The crash a few miles (kilometers) off this island nation came two years after aviation officials reported equipment faults with the plane, an aging Airbus 310 flying the last leg of a Yemenia airlines flight from Paris and Marseille to the Comoros, with a stop in Yemen to change planes.
A top French official said the Airbus 310 crashed in deep water nine miles (14.4 kilometers) north of the Comoran coast and 21 miles (34 kilometers) from the Moroni airport.
The French air accident investigation agency BEA was sending a team of safety investigators and Airbus experts to Comoros, an archipelago of three main islands 1,800 miles (2,900 kilometers) south of Yemen, between Africa's southeastern coast and the island of Madagascar.
A respected pilots group, the London-based International Federation of Air Line Pilots Association, said the plane may have been attempting a go-around in rough weather for another approach when it hit the sea.
The 2,900-meter (9,558-feet) long runway at Prince Said Ibrahim International Airport on Moroni island is adequate for modern airliners. But the airport is considered a difficult one for pilots due to prevailing weather conditions and hills to the east of the runway. Some airlines provide special training to pilots who need to fly in there.
Pilots coming in from the north also must land their planes visually and don't have any all-weather instrument landing system to help them.
"The field in question is thought of as being challenging, and certain operators consider it a daytime-only airport," said Gideon Ewers of the London-based pilots' association.
The Yemenia plane was trying to land in the dark, about 1:30 in the morning, amid bad weather.
French and American teams carried out rescue operations Wednesday, fighting heavy seas. Abdul-Khaleq al-Qadi, chairman of Yemenia's board, said the black boxes, once retrieved, will be taken to France for analysis.
Rescue boats plied the waters north of the main island and scores of people gathered on nearby beaches to watch.
"The search is continuing," Joyandet said. "No other survivors have been found."
A French military cargo plane flew over a zone 50 miles (80 kilometers) north of Grand Comoros Island, while two inflatable dinghies sent by French forces on La Reunion island combed waters closer to the coast.
"The sea is pretty rough at the present time, the wind is blowing hard and the drift is strong ... there are any survivors, the bodies of the victims and the debris are drifting rapidly towards the north," said Christophe Prazuck, spokesman for the French military.
Col. Dominique Fontaine, who is managing the rescue operations, said that no other plane debris has been found so far.

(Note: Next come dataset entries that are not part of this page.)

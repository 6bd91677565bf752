use std::sync::Arc;

use crate::dto::{HeapDump, HeapUsage};
use crate::host::{HeapInspector, HostError};

pub struct HeapAdapter {
    inspector: Arc<dyn HeapInspector>,
}

impl HeapAdapter {
    pub fn new(inspector: Arc<dyn HeapInspector>) -> Self {
        Self { inspector }
    }

    pub fn usage(&self) -> HeapUsage {
        self.inspector.usage()
    }

    pub fn dump(&self) -> Result<HeapDump, HostError> {
        let dump = self.inspector.dump()?;
        tracing::info!(location = %dump.location, size = dump.size, "heap dump written");
        Ok(dump)
    }
}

A tug arrived from the French island of Mayotte to recover survivors, corpses and debris, and a French frigate and another military ship headed to the scene.
The tragedy prompted an outcry in Comoros, where residents have long complained of a lack of seat belts on Yemenia flights and planes so overcrowded that passengers had to stand in the aisles.

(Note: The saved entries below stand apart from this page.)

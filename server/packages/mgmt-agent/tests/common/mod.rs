#![allow(dead_code)]

use std::collections::BTreeMap;
use std::io::{Cursor, Write};
use std::sync::atomic::{AtomicUsize, Ordering};
use std::sync::Arc;

use axum::body::Body;
use axum::http::{header, HeaderMap, Method, Request, StatusCode};
use axum::Router;
use http_body_util::BodyExt;
use serde_json::{json, Value};
use tower::util::ServiceExt;

use mgmt_agent::config::AgentConfig;
use mgmt_agent::descriptor::MANIFEST_PATH;
use mgmt_agent::dto::{HealthCheckInfo, HealthCheckResult, HealthStatus};
use mgmt_agent::extensions::{Extension, ExtensionError, EXTENSION_NAME_PROPERTY};
use mgmt_agent::host::{
    CommandShell, HealthCheckExecutor, HostError, InMemoryHost, ServiceKind, ShellSession,
};
use mgmt_agent::router::{build_router, AppState, AuthConfig};
use mgmt_agent::values::{Payload, PayloadShape, TypedValue, ValueKind};
use mgmt_agent::AgentServer;

/// A deployable unit archive carrying only a manifest.
pub fn unit_image(symbolic_name: &str, version: &str) -> Vec<u8> {
    let manifest = format!(
        "Manifest-Version: 1.0\nUnit-SymbolicName: {symbolic_name}\nUnit-Version: {version}\n\n"
    );
    let mut writer = zip::ZipWriter::new(Cursor::new(Vec::new()));
    writer
        .start_file(MANIFEST_PATH, zip::write::FileOptions::default())
        .expect("start manifest");
    writer.write_all(manifest.as_bytes()).expect("write manifest");
    writer.finish().expect("finish archive").into_inner()
}

pub fn corrupt_image() -> Vec<u8> {
    b"definitely not an archive".to_vec()
}

pub fn new_agent(host: &Arc<InMemoryHost>) -> Arc<AgentServer> {
    AgentServer::new(host.clone(), AgentConfig::default(), None)
}

/// Shell double counting how many sessions were opened and closed.
#[derive(Default)]
pub struct CountingShell {
    pub opened: Arc<AtomicUsize>,
    pub closed: Arc<AtomicUsize>,
}

impl CountingShell {
    pub fn opened(&self) -> usize {
        self.opened.load(Ordering::SeqCst)
    }

    pub fn closed(&self) -> usize {
        self.closed.load(Ordering::SeqCst)
    }
}

struct CountingSession {
    closed: Arc<AtomicUsize>,
}

impl CommandShell for CountingShell {
    fn open_session(&self) -> Result<Box<dyn ShellSession>, HostError> {
        self.opened.fetch_add(1, Ordering::SeqCst);
        Ok(Box::new(CountingSession {
            closed: self.closed.clone(),
        }))
    }
}

impl ShellSession for CountingSession {
    fn execute(&mut self, line: &str) -> Result<String, HostError> {
        Ok(format!("ran: {line}"))
    }

    fn close(&mut self) {
        self.closed.fetch_add(1, Ordering::SeqCst);
    }
}

/// Extension doubling its required integer input `a`.
pub struct Doubler;

impl Extension for Doubler {
    fn input_shape(&self) -> PayloadShape {
        PayloadShape::new().required("a", ValueKind::Integer)
    }

    fn execute(&self, input: Payload) -> Result<Payload, ExtensionError> {
        let Some(TypedValue::Integer(a)) = input.get("a") else {
            return Err(ExtensionError::Failed("a is required".to_string()));
        };
        let mut output = Payload::new();
        output.insert("doubled".to_string(), TypedValue::Integer(a * 2));
        Ok(output)
    }
}

pub fn register_extension(host: &InMemoryHost, name: &str, extension: Arc<dyn Extension>) -> u64 {
    let mut properties = BTreeMap::new();
    properties.insert(
        EXTENSION_NAME_PROPERTY.to_string(),
        TypedValue::String(name.to_string()),
    );
    host.register_service(ServiceKind::Extension, properties, Some(extension))
}

pub struct StaticHealthChecks;

impl HealthCheckExecutor for StaticHealthChecks {
    fn checks(&self) -> Vec<HealthCheckInfo> {
        vec![HealthCheckInfo {
            name: "disk".to_string(),
            tags: vec!["storage".to_string()],
            service_id: 7,
        }]
    }

    fn execute(&self, _tags: &[String], _names: &[String]) -> Vec<HealthCheckResult> {
        vec![HealthCheckResult {
            name: "disk".to_string(),
            tags: vec!["storage".to_string()],
            status: HealthStatus::Ok,
            message: "enough space".to_string(),
            elapsed_ms: 1,
        }]
    }
}

pub struct TestApp {
    pub app: Router,
    pub host: Arc<InMemoryHost>,
    pub agent: Arc<AgentServer>,
}

impl TestApp {
    pub fn new() -> Self {
        Self::new_with_auth(AuthConfig::disabled())
    }

    pub fn new_with_auth(auth: AuthConfig) -> Self {
        let host = InMemoryHost::standalone();
        let agent = new_agent(&host);
        let app = build_router(AppState::new(auth, agent.clone()));
        Self { app, host, agent }
    }
}

pub async fn send_request(
    app: &Router,
    method: Method,
    uri: &str,
    body: Option<Value>,
    headers: &[(&str, &str)],
) -> (StatusCode, HeaderMap, Vec<u8>) {
    let mut builder = Request::builder().method(method).uri(uri);
    for (name, value) in headers {
        builder = builder.header(*name, *value);
    }

    let request_body = if let Some(body) = body {
        builder = builder.header(header::CONTENT_TYPE, "application/json");
        Body::from(body.to_string())
    } else {
        Body::empty()
    };

    let request = builder.body(request_body).expect("build request");
    let response = app.clone().oneshot(request).await.expect("request handled");
    let status = response.status();
    let headers = response.headers().clone();
    let bytes = response
        .into_body()
        .collect()
        .await
        .expect("collect body")
        .to_bytes();

    (status, headers, bytes.to_vec())
}

pub fn parse_json(bytes: &[u8]) -> Value {
    if bytes.is_empty() {
        Value::Null
    } else {
        serde_json::from_slice(bytes).expect("valid json")
    }
}

/// Posts one JSON-RPC call and returns the decoded envelope.
pub async fn rpc(app: &Router, method: &str, params: Value) -> Value {
    let body = json!({ "jsonrpc": "2.0", "id": 1, "method": method, "params": params });
    let (status, _, bytes) = send_request(app, Method::POST, "/v1/rpc", Some(body), &[]).await;
    assert_eq!(status, StatusCode::OK, "rpc transport status");
    parse_json(&bytes)
}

French aviation inspectors found a "number of faults" in the plane's equipment during a 2007 inspection, French Transport Minister Dominique Bussereau said. European Union Transport Commissioner Antonio Tajani said the airline had previously met EU safety checks but would now face a full investigation.

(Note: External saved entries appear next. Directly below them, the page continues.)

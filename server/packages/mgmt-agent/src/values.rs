//! Tagged values carried across the link.
//!
//! Configuration and event properties travel as `(key, declaredType, rawValue)`
//! triples and are converted on the agent side. Extension payloads use a small
//! closed set of value kinds with an explicit per-extension shape.

use std::collections::BTreeMap;
use std::fmt;

use serde::{Deserialize, Serialize};
use serde_json::{Map, Number, Value};
use thiserror::Error;
use utoipa::ToSchema;

#[derive(Debug, Clone, PartialEq)]
pub enum TypedValue {
    String(String),
    Integer(i64),
    Float(f64),
    Boolean(bool),
    List(Vec<TypedValue>),
    Map(BTreeMap<String, TypedValue>),
}

#[derive(Debug, Clone, Copy, PartialEq, Eq, Serialize, Deserialize, ToSchema)]
#[serde(rename_all = "camelCase")]
pub enum ValueKind {
    String,
    Integer,
    Float,
    Boolean,
    List,
    Map,
}

impl fmt::Display for ValueKind {
    fn fmt(&self, f: &mut fmt::Formatter<'_>) -> fmt::Result {
        let name = match self {
            ValueKind::String => "string",
            ValueKind::Integer => "integer",
            ValueKind::Float => "float",
            ValueKind::Boolean => "boolean",
            ValueKind::List => "list",
            ValueKind::Map => "map",
        };
        f.write_str(name)
    }
}

#[derive(Debug, Error, PartialEq)]
pub enum ConversionError {
    #[error("null is not a valid value for '{key}'")]
    Null { key: String },
    #[error("'{key}' expected {expected} but got {found}")]
    KindMismatch {
        key: String,
        expected: String,
        found: String,
    },
    #[error("'{key}' cannot be parsed as {expected}: {raw}")]
    Unparseable {
        key: String,
        expected: String,
        raw: String,
    },
    #[error("required field '{key}' is missing")]
    MissingField { key: String },
    #[error("'{key}' is out of range for {expected}")]
    OutOfRange { key: String, expected: String },
}

impl TypedValue {
    pub fn kind(&self) -> ValueKind {
        match self {
            TypedValue::String(_) => ValueKind::String,
            TypedValue::Integer(_) => ValueKind::Integer,
            TypedValue::Float(_) => ValueKind::Float,
            TypedValue::Boolean(_) => ValueKind::Boolean,
            TypedValue::List(_) => ValueKind::List,
            TypedValue::Map(_) => ValueKind::Map,
        }
    }

    pub fn from_json(key: &str, value: &Value) -> Result<Self, ConversionError> {
        match value {
            Value::Null => Err(ConversionError::Null {
                key: key.to_string(),
            }),
            Value::Bool(flag) => Ok(TypedValue::Boolean(*flag)),
            Value::Number(number) => {
                if let Some(integer) = number.as_i64() {
                    Ok(TypedValue::Integer(integer))
                } else if let Some(float) = number.as_f64() {
                    Ok(TypedValue::Float(float))
                } else {
                    Err(ConversionError::OutOfRange {
                        key: key.to_string(),
                        expected: ValueKind::Integer.to_string(),
                    })
                }
            }
            Value::String(text) => Ok(TypedValue::String(text.clone())),
            Value::Array(items) => items
                .iter()
                .map(|item| TypedValue::from_json(key, item))
                .collect::<Result<Vec<_>, _>>()
                .map(TypedValue::List),
            Value::Object(entries) => entries
                .iter()
                .map(|(name, item)| {
                    TypedValue::from_json(&format!("{key}.{name}"), item)
                        .map(|value| (name.clone(), value))
                })
                .collect::<Result<BTreeMap<_, _>, _>>()
                .map(TypedValue::Map),
        }
    }

    pub fn to_json(&self) -> Value {
        match self {
            TypedValue::String(text) => Value::String(text.clone()),
            TypedValue::Integer(integer) => Value::Number((*integer).into()),
            TypedValue::Float(float) => Number::from_f64(*float)
                .map(Value::Number)
                .unwrap_or(Value::Null),
            TypedValue::Boolean(flag) => Value::Bool(*flag),
            TypedValue::List(items) => Value::Array(items.iter().map(TypedValue::to_json).collect()),
            TypedValue::Map(entries) => Value::Object(
                entries
                    .iter()
                    .map(|(name, value)| (name.clone(), value.to_json()))
                    .collect(),
            ),
        }
    }
}

pub type Payload = BTreeMap<String, TypedValue>;

pub fn payload_to_json(payload: &Payload) -> Map<String, Value> {
    payload
        .iter()
        .map(|(key, value)| (key.clone(), value.to_json()))
        .collect()
}

#[derive(Debug, Clone, Copy, PartialEq, Eq)]
pub struct FieldSpec {
    pub kind: ValueKind,
    pub required: bool,
}

/// Declared input shape of an extension.
#[derive(Debug, Clone, Default)]
pub struct PayloadShape {
    fields: BTreeMap<String, FieldSpec>,
}

impl PayloadShape {
    pub fn new() -> Self {
        Self::default()
    }

    pub fn required(mut self, key: impl Into<String>, kind: ValueKind) -> Self {
        self.fields.insert(
            key.into(),
            FieldSpec {
                kind,
                required: true,
            },
        );
        self
    }

    pub fn optional(mut self, key: impl Into<String>, kind: ValueKind) -> Self {
        self.fields.insert(
            key.into(),
            FieldSpec {
                kind,
                required: false,
            },
        );
        self
    }

    /// Converts a generic context map into this shape. Integers widen to
    /// floats where a float is declared; every other mismatch is rejected.
    pub fn conform(&self, input: &Map<String, Value>) -> Result<Payload, ConversionError> {
        for key in input.keys() {
            if !self.fields.contains_key(key) {
                tracing::debug!(key = %key, "dropping undeclared extension input field");
            }
        }

        let mut payload = Payload::new();
        for (key, spec) in &self.fields {
            let Some(raw) = input.get(key) else {
                if spec.required {
                    return Err(ConversionError::MissingField { key: key.clone() });
                }
                continue;
            };
            let value = TypedValue::from_json(key, raw)?;
            let value = match (spec.kind, value) {
                (ValueKind::Float, TypedValue::Integer(integer)) => TypedValue::Float(integer as f64),
                (expected, value) if value.kind() == expected => value,
                (expected, value) => {
                    return Err(ConversionError::KindMismatch {
                        key: key.clone(),
                        expected: expected.to_string(),
                        found: value.kind().to_string(),
                    })
                }
            };
            payload.insert(key.clone(), value);
        }
        Ok(payload)
    }
}

/// Declared type of a configuration or event property.
#[derive(Debug, Clone, Copy, PartialEq, Eq, Serialize, Deserialize, ToSchema)]
#[serde(rename_all = "SCREAMING_SNAKE_CASE")]
pub enum ValueType {
    String,
    Password,
    Char,
    Boolean,
    Integer,
    Long,
    Float,
    Double,
    StringArray,
    IntegerArray,
    LongArray,
    DoubleArray,
    BooleanArray,
}

impl ValueType {
    fn element(self) -> Option<ValueType> {
        match self {
            ValueType::StringArray => Some(ValueType::String),
            ValueType::IntegerArray => Some(ValueType::Integer),
            ValueType::LongArray => Some(ValueType::Long),
            ValueType::DoubleArray => Some(ValueType::Double),
            ValueType::BooleanArray => Some(ValueType::Boolean),
            _ => None,
        }
    }

    fn label(self) -> &'static str {
        match self {
            ValueType::String => "string",
            ValueType::Password => "password",
            ValueType::Char => "char",
            ValueType::Boolean => "boolean",
            ValueType::Integer => "integer",
            ValueType::Long => "long",
            ValueType::Float => "float",
            ValueType::Double => "double",
            ValueType::StringArray => "string array",
            ValueType::IntegerArray => "integer array",
            ValueType::LongArray => "long array",
            ValueType::DoubleArray => "double array",
            ValueType::BooleanArray => "boolean array",
        }
    }
}

#[derive(Debug, Clone, PartialEq, Serialize, Deserialize, ToSchema)]
#[serde(rename_all = "camelCase")]
pub struct ConfigValue {
    pub key: String,
    #[serde(rename = "type")]
    pub value_type: ValueType,
    #[schema(value_type = Object)]
    pub value: Value,
}

impl ConfigValue {
    pub fn new(key: impl Into<String>, value_type: ValueType, value: impl Into<Value>) -> Self {
        Self {
            key: key.into(),
            value_type,
            value: value.into(),
        }
    }

    pub fn convert(&self) -> Result<TypedValue, ConversionError> {
        match self.value_type.element() {
            Some(element) => {
                let items: Vec<Value> = match &self.value {
                    Value::Array(items) => items.clone(),
                    Value::String(text) if text.trim().is_empty() => Vec::new(),
                    Value::String(text) => text
                        .split(',')
                        .map(|part| Value::String(part.trim().to_string()))
                        .collect(),
                    Value::Null => {
                        return Err(ConversionError::Null {
                            key: self.key.clone(),
                        })
                    }
                    other => vec![other.clone()],
                };
                items
                    .iter()
                    .map(|item| convert_scalar(&self.key, element, item))
                    .collect::<Result<Vec<_>, _>>()
                    .map(TypedValue::List)
            }
            None => convert_scalar(&self.key, self.value_type, &self.value),
        }
    }
}

fn convert_scalar(key: &str, value_type: ValueType, raw: &Value) -> Result<TypedValue, ConversionError> {
    let unparseable = || ConversionError::Unparseable {
        key: key.to_string(),
        expected: value_type.label().to_string(),
        raw: raw.to_string(),
    };
    match (value_type, raw) {
        (_, Value::Null) => Err(ConversionError::Null {
            key: key.to_string(),
        }),
        (ValueType::String | ValueType::Password, Value::String(text)) => {
            Ok(TypedValue::String(text.clone()))
        }
        (ValueType::String | ValueType::Password, Value::Number(_) | Value::Bool(_)) => {
            Ok(TypedValue::String(raw.to_string()))
        }
        (ValueType::Char, Value::String(text)) => {
            let mut chars = text.chars();
            match (chars.next(), chars.next()) {
                (Some(ch), None) => Ok(TypedValue::String(ch.to_string())),
                _ => Err(unparseable()),
            }
        }
        (ValueType::Boolean, Value::Bool(flag)) => Ok(TypedValue::Boolean(*flag)),
        (ValueType::Boolean, Value::String(text)) => match text.trim().to_ascii_lowercase().as_str() {
            "true" => Ok(TypedValue::Boolean(true)),
            "false" => Ok(TypedValue::Boolean(false)),
            _ => Err(unparseable()),
        },
        (ValueType::Integer | ValueType::Long, _) => {
            let parsed = match raw {
                Value::Number(number) => number.as_i64(),
                Value::String(text) => text.trim().parse::<i64>().ok(),
                _ => None,
            }
            .ok_or_else(unparseable)?;
            if value_type == ValueType::Integer && i32::try_from(parsed).is_err() {
                return Err(ConversionError::OutOfRange {
                    key: key.to_string(),
                    expected: value_type.label().to_string(),
                });
            }
            Ok(TypedValue::Integer(parsed))
        }
        (ValueType::Float | ValueType::Double, _) => {
            let parsed = match raw {
                Value::Number(number) => number.as_f64(),
                Value::String(text) => text.trim().parse::<f64>().ok(),
                _ => None,
            }
            .ok_or_else(unparseable)?;
            Ok(TypedValue::Float(parsed))
        }
        _ => Err(unparseable()),
    }
}

/// Converts a property list, stopping at the first value that does not fit
/// its declared type.
pub fn convert_properties(values: &[ConfigValue]) -> Result<BTreeMap<String, TypedValue>, ConversionError> {
    values
        .iter()
        .map(|value| value.convert().map(|typed| (value.key.clone(), typed)))
        .collect()
}

/// Converts an untyped property map (used by the configuration batch call).
pub fn convert_untyped(values: &Map<String, Value>) -> Result<BTreeMap<String, TypedValue>, ConversionError> {
    values
        .iter()
        .map(|(key, value)| TypedValue::from_json(key, value).map(|typed| (key.clone(), typed)))
        .collect()
}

Al-Qadi said Yemenia airlines has decided to give the victims' families euro20,000 ($28,300) for each victim, describing it as "a preliminary decision." The company also will pay for one person from each family to fly to Moroni to witness the search and rescue operation.
Disputing the French claim, he said maintenance was carried out regularly according to high standards.
"The crash has nothing to do with maintenance," he told reporters in San'a, adding that the aircraft received maintenance just two months before under the supervision of an Airbus technical team.
"The company has been working for 42 years ... what happened was out of (anyone's) control," al-Qadi said.
Airbus said the plane went into service 19 years ago, in 1990, and had accumulated 51,900 flight hours. It has been operated by Yemenia since 1999.